- **What you are asked to do**: From the records below, return every line containing the word "CivilizationGate".

- **Data supplied**:

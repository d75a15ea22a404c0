//! Binary entrypoint for the civprogress CLI.
//!
//! Commands:
//! - `init` - write a starter `config.toml` and create the data directory
//! - `status` - identity, hearts, score, unlocks and open civilizations
//! - `unlock <target>` / `check <target>` - achievements and artifacts by id or name
//! - `migrate` - move pre-namespacing unlock flags into the current scope
//! - `civ-unlock <name>` / `civ-check <name>` - civilization gate
//! - `hearts <n>` / `score <n>` / `reset` - record updates
//!
//! Every command accepts `--identity <id>` (log in and load that identity's
//! progress first) and `--teacher` (use the teacher namespace). Without
//! `--identity` the last recorded login is used for key scoping and no record
//! is loaded.
//!
//! See the library crate docs for module-level details: `civprogress::`.
use std::sync::Arc;

use anyhow::Result;
use clap::{Parser, Subcommand};
use log::{info, warn};

use civprogress::config::Config;
use civprogress::progress::{
    CivilizationGate, FileProfileStore, Identity, IdentityResolver, KeyValueStore,
    OfflineProfileStore, ProgressSession, Registry, RemoteProfileStore, Role, ScopedStore,
    SledKvStore, StoredAuthSession, UnlockCoordinator,
};

#[derive(Parser)]
#[command(name = "civprogress")]
#[command(about = "Identity-scoped learner progress for civilization lessons")]
#[command(version)]
struct Cli {
    #[command(subcommand)]
    command: Commands,

    /// Configuration file path (can be used before or after subcommand)
    #[arg(short, long, default_value = "config.toml", global = true)]
    config: String,

    /// Verbose logging (-v, -vv for more; may appear before or after subcommand)
    #[arg(short, long, action = clap::ArgAction::Count, global = true)]
    verbose: u8,

    /// Log in as this identity before running the command
    #[arg(short, long, global = true)]
    identity: Option<String>,

    /// Act in the teacher namespace instead of the student one
    #[arg(long, global = true)]
    teacher: bool,
}

#[derive(Subcommand)]
enum Commands {
    /// Create a default configuration file
    Init,
    /// Show progress for the current identity
    Status,
    /// Unlock an achievement or artifact by id or name
    Unlock { target: String },
    /// Check whether an achievement or artifact is unlocked
    Check { target: String },
    /// Migrate unscoped legacy unlock flags into the current identity
    Migrate,
    /// Unlock a civilization for everyone on this device
    CivUnlock { name: String },
    /// Check whether a civilization is open
    CivCheck { name: String },
    /// Set remaining hearts (clamped to 0..=3)
    Hearts { value: i64 },
    /// Set score (negative values become 0)
    Score { value: i64 },
    /// Start the current identity's progress over
    Reset,
}

struct Services {
    session: Arc<ProgressSession>,
    coordinator: UnlockCoordinator,
    civilizations: CivilizationGate,
    auth: StoredAuthSession,
    remote_enabled: bool,
}

impl Services {
    fn build(config: &Config, role: Role) -> Result<Self> {
        std::fs::create_dir_all(&config.storage.data_dir)?;
        let kv: Arc<dyn KeyValueStore> = Arc::new(SledKvStore::open(config.kv_path())?);

        let remote: Arc<dyn RemoteProfileStore> = if config.remote.enabled {
            Arc::new(FileProfileStore::with_limit(
                config.profile_dir(),
                config.remote.max_profile_bytes,
            )?)
        } else {
            Arc::new(OfflineProfileStore)
        };
        let session = Arc::new(ProgressSession::new(remote));

        let resolver = IdentityResolver::new(role)
            .with_session(session.clone())
            .with_auth(Arc::new(StoredAuthSession::new(kv.clone())), kv.clone());

        let registry = match &config.progress.registry_seed {
            Some(path) => Registry::from_json_file(path)?,
            None => Registry::builtin()?,
        };

        let coordinator = UnlockCoordinator::new(
            Arc::new(registry),
            session.clone(),
            ScopedStore::new(kv.clone(), resolver),
            kv.clone(),
        )
        .with_options(config.unlock_options());

        let civilizations =
            CivilizationGate::with_names(kv.clone(), config.progress.civilizations.clone())
                .with_session(session.clone());

        Ok(Self {
            session,
            coordinator,
            civilizations,
            auth: StoredAuthSession::new(kv),
            remote_enabled: config.remote.enabled,
        })
    }

    async fn login(&self, id: &str, role: Role) -> Result<()> {
        let identity = Identity::new(id, role);
        self.session.login(identity.clone()).await?;
        if let Err(e) = self.auth.record_login(&identity) {
            warn!("Could not remember login: {}", e);
        }
        self.coordinator.on_session_ready();
        Ok(())
    }

    async fn finish(&self) {
        self.coordinator.save();
        if self.remote_enabled && self.session.is_loaded() {
            if let Err(e) = self.session.flush_remote().await {
                warn!("Remote profile sync failed: {}", e);
            }
        }
    }
}

#[tokio::main]
async fn main() -> Result<()> {
    let cli = Cli::parse();

    if let Commands::Init = cli.command {
        init_logging(&None, cli.verbose);
        info!("Initializing new civprogress configuration");
        Config::create_default(&cli.config).await?;
        let config = Config::load(&cli.config).await?;
        tokio::fs::create_dir_all(&config.storage.data_dir).await?;
        info!("Configuration file created at {}", cli.config);
        return Ok(());
    }

    let config = Config::load(&cli.config).await?;
    config.validate()?;
    init_logging(&Some(config.clone()), cli.verbose);

    let role = if cli.teacher { Role::Teacher } else { Role::Student };
    let services = Services::build(&config, role)?;

    if let Some(id) = &cli.identity {
        services.login(id, role).await?;
    }

    let coordinator = &services.coordinator;
    match cli.command {
        Commands::Init => {}
        Commands::Status => {
            let identity = coordinator.scoped().identity();
            println!("Identity: {} ({})", identity.id, identity.role);
            match (coordinator.hearts(), coordinator.score()) {
                (Some(hearts), Some(score)) => println!("Hearts: {}  Score: {}", hearts, score),
                _ => println!("No progress loaded (use --identity to log in)"),
            }
            let unlocked = coordinator.unlocked_definitions();
            if unlocked.is_empty() {
                println!("Unlocked: none");
            }
            for definition in unlocked {
                println!("  [{}] {} - {}", definition.id, definition.title, definition.description);
            }
            println!(
                "Civilizations: {}",
                services.civilizations.available_civilizations().join(", ")
            );
        }
        Commands::Unlock { target } => {
            if coordinator.unlock(&target) {
                println!("Unlocked {}", target);
            } else {
                println!("Unknown achievement or artifact: {}", target);
            }
        }
        Commands::Check { target } => {
            let unlocked = coordinator.is_unlocked(&target);
            println!("{}: {}", target, if unlocked { "unlocked" } else { "locked" });
        }
        Commands::Migrate => {
            let migrated = coordinator.migrate_legacy();
            if coordinator.scoped().identity().is_sentinel() {
                println!("No identity to migrate into (use --identity to log in)");
            } else if migrated.is_empty() {
                println!("Nothing to migrate");
            } else {
                println!("Migrated: {}", migrated.join(", "));
            }
        }
        Commands::CivUnlock { name } => {
            if services.civilizations.unlock_civilization(&name) {
                println!("{} unlocked", name);
            } else {
                println!("Unknown civilization: {}", name);
            }
        }
        Commands::CivCheck { name } => {
            let open = services.civilizations.is_civilization_unlocked(&name);
            println!("{}: {}", name, if open { "unlocked" } else { "locked" });
        }
        Commands::Hearts { value } => {
            if coordinator.set_hearts(value) {
                println!("Hearts: {}", coordinator.hearts().unwrap_or_default());
            } else {
                println!("No progress loaded (use --identity to log in)");
            }
        }
        Commands::Score { value } => {
            if coordinator.set_score(value) {
                println!("Score: {}", coordinator.score().unwrap_or_default());
            } else {
                println!("No progress loaded (use --identity to log in)");
            }
        }
        Commands::Reset => {
            if coordinator.reset_progress() {
                println!("Progress reset");
            } else {
                println!("No progress loaded (use --identity to log in)");
            }
        }
    }

    services.finish().await;
    Ok(())
}

fn init_logging(config: &Option<Config>, verbosity: u8) {
    use std::io::Write;
    let mut builder = env_logger::Builder::new();
    // CLI verbosity overrides the configured level
    let configured = config
        .as_ref()
        .and_then(|cfg| cfg.logging.level_filter())
        .unwrap_or(log::LevelFilter::Info);
    let level = match verbosity {
        0 => configured,
        1 => log::LevelFilter::Debug,
        _ => log::LevelFilter::Trace,
    };
    builder.filter_level(level);

    let log_file = config
        .as_ref()
        .and_then(|cfg| cfg.logging.file.as_ref())
        .and_then(|path| {
            std::fs::OpenOptions::new()
                .create(true)
                .append(true)
                .open(path)
                .ok()
        });

    match log_file {
        Some(file) => {
            let file = std::sync::Mutex::new(file);
            // Echo to the console only when a human is watching
            let is_tty = atty::is(atty::Stream::Stderr);
            builder.format(move |fmt, record| {
                let line = format!(
                    "{} [{}] {}",
                    chrono::Utc::now().format("%Y-%m-%dT%H:%M:%SZ"),
                    record.level(),
                    record.args()
                );
                if let Ok(mut guard) = file.lock() {
                    let _ = writeln!(guard, "{}", line);
                }
                if is_tty {
                    writeln!(fmt, "{}", line)
                } else {
                    Ok(())
                }
            });
        }
        None => {
            builder.format(|fmt, record| {
                writeln!(
                    fmt,
                    "{} [{}] {}",
                    chrono::Utc::now().format("%Y-%m-%dT%H:%M:%SZ"),
                    record.level(),
                    record.args()
                )
            });
        }
    }
    let _ = builder.try_init();
}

- **Written answer**:
    CivilizationGate, FileProfileStore, Identity, IdentityResolver, KeyValueStore,
    civilizations: CivilizationGate,
            CivilizationGate::with_names(kv.clone(), config.progress.civilizations.clone())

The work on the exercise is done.